[Available records — start]
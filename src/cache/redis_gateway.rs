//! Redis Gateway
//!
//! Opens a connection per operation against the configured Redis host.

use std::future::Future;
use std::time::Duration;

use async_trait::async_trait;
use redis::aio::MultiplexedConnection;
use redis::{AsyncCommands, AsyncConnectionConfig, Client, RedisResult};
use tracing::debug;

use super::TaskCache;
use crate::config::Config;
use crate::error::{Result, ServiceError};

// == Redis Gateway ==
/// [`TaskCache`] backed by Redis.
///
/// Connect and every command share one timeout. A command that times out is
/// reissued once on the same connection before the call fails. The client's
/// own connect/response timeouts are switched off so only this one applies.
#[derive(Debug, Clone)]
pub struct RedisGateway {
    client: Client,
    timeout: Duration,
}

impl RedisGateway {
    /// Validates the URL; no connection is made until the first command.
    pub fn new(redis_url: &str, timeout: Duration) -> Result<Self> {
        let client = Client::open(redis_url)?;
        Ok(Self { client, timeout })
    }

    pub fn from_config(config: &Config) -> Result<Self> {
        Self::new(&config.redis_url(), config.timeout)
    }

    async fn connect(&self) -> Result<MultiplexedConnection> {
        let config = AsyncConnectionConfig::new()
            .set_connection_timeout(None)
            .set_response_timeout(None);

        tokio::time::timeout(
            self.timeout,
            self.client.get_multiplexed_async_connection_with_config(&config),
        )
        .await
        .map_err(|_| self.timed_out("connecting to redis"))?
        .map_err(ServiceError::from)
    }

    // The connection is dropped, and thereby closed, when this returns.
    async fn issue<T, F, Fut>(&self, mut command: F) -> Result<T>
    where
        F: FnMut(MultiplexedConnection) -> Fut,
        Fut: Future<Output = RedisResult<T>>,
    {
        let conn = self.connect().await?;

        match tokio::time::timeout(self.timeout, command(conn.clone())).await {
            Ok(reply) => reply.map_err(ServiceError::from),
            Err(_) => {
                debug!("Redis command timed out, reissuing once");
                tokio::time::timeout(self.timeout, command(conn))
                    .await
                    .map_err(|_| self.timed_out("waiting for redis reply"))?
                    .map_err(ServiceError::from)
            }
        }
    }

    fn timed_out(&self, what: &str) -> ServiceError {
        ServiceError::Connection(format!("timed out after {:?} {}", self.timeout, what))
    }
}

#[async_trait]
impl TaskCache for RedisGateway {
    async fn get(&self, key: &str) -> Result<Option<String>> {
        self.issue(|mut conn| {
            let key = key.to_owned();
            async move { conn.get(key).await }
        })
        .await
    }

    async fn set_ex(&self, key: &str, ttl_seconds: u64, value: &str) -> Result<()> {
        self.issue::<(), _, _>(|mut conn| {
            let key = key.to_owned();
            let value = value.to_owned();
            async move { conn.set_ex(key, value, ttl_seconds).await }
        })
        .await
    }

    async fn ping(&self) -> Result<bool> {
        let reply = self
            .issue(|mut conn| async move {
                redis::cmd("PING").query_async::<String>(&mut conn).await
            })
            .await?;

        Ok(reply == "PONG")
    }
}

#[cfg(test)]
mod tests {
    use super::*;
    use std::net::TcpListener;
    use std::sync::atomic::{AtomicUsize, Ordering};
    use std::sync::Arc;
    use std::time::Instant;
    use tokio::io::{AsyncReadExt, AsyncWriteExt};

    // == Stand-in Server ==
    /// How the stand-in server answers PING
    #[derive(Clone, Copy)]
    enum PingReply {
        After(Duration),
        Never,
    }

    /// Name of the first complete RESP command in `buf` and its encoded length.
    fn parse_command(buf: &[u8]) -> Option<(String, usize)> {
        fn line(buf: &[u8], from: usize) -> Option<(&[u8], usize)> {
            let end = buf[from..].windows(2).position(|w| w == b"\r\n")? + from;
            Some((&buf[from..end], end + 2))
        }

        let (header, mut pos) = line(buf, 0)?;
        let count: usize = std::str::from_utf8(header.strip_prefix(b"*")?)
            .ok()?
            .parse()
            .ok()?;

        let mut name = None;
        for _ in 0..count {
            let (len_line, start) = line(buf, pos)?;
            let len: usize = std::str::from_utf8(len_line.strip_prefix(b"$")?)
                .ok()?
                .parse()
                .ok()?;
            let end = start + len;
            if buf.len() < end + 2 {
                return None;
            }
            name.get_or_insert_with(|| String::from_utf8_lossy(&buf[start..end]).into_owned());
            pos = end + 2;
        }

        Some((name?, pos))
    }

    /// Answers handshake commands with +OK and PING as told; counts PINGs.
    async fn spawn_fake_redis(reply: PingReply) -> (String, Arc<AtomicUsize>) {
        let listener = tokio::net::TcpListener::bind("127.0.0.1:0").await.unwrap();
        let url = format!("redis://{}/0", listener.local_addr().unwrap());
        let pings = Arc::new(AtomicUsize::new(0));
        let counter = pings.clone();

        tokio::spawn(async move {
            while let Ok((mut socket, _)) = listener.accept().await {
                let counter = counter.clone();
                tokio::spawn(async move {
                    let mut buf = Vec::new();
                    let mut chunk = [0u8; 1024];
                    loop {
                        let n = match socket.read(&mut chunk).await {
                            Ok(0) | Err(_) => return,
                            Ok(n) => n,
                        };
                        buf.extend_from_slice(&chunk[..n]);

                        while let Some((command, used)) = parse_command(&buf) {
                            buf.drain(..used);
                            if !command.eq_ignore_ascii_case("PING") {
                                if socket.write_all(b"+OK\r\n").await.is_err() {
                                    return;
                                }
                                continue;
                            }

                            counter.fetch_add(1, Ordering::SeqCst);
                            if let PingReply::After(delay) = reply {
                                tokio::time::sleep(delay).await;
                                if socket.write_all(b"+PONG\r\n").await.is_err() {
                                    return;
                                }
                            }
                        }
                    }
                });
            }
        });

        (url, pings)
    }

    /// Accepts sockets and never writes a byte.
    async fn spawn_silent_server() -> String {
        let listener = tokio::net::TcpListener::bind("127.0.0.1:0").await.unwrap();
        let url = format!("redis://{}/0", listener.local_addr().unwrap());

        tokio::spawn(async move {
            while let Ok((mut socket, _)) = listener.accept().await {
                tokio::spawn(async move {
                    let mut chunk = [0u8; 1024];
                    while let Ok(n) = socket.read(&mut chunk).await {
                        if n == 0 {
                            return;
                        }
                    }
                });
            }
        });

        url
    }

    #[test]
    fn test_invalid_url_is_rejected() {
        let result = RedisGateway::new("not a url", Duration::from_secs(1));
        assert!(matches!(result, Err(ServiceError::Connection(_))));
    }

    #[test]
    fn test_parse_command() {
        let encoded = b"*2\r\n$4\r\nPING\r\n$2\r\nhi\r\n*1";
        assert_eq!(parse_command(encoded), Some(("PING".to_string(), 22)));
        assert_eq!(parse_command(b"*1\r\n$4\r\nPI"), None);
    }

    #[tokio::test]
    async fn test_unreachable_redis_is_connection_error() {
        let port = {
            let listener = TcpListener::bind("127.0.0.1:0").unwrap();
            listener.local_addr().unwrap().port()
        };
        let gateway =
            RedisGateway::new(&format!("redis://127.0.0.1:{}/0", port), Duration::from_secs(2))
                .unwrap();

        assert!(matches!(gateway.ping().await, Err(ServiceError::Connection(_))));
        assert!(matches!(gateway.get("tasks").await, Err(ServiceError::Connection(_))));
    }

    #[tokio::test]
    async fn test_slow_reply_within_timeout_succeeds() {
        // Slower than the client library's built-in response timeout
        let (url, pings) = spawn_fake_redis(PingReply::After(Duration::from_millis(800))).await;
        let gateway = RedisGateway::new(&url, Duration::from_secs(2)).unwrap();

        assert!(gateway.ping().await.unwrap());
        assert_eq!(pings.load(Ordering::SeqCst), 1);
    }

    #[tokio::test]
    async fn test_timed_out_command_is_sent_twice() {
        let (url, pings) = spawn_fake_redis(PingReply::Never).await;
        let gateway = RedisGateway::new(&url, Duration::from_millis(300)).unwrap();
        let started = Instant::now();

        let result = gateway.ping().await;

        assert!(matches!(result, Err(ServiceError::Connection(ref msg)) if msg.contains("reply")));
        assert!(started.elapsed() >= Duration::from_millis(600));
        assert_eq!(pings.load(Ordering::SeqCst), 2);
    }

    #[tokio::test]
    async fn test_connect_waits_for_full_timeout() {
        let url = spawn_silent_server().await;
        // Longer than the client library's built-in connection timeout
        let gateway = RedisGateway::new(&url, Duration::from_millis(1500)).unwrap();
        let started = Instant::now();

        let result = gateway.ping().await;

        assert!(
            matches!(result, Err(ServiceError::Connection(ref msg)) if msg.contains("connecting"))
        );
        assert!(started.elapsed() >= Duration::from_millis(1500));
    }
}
[Available records — finish]
[Task brief] Would you copy all lines in the records where the string "load" appears?

[Answer box]
        assert_eq!(pings.load(Ordering::SeqCst), 1);
        assert_eq!(pings.load(Ordering::SeqCst), 2);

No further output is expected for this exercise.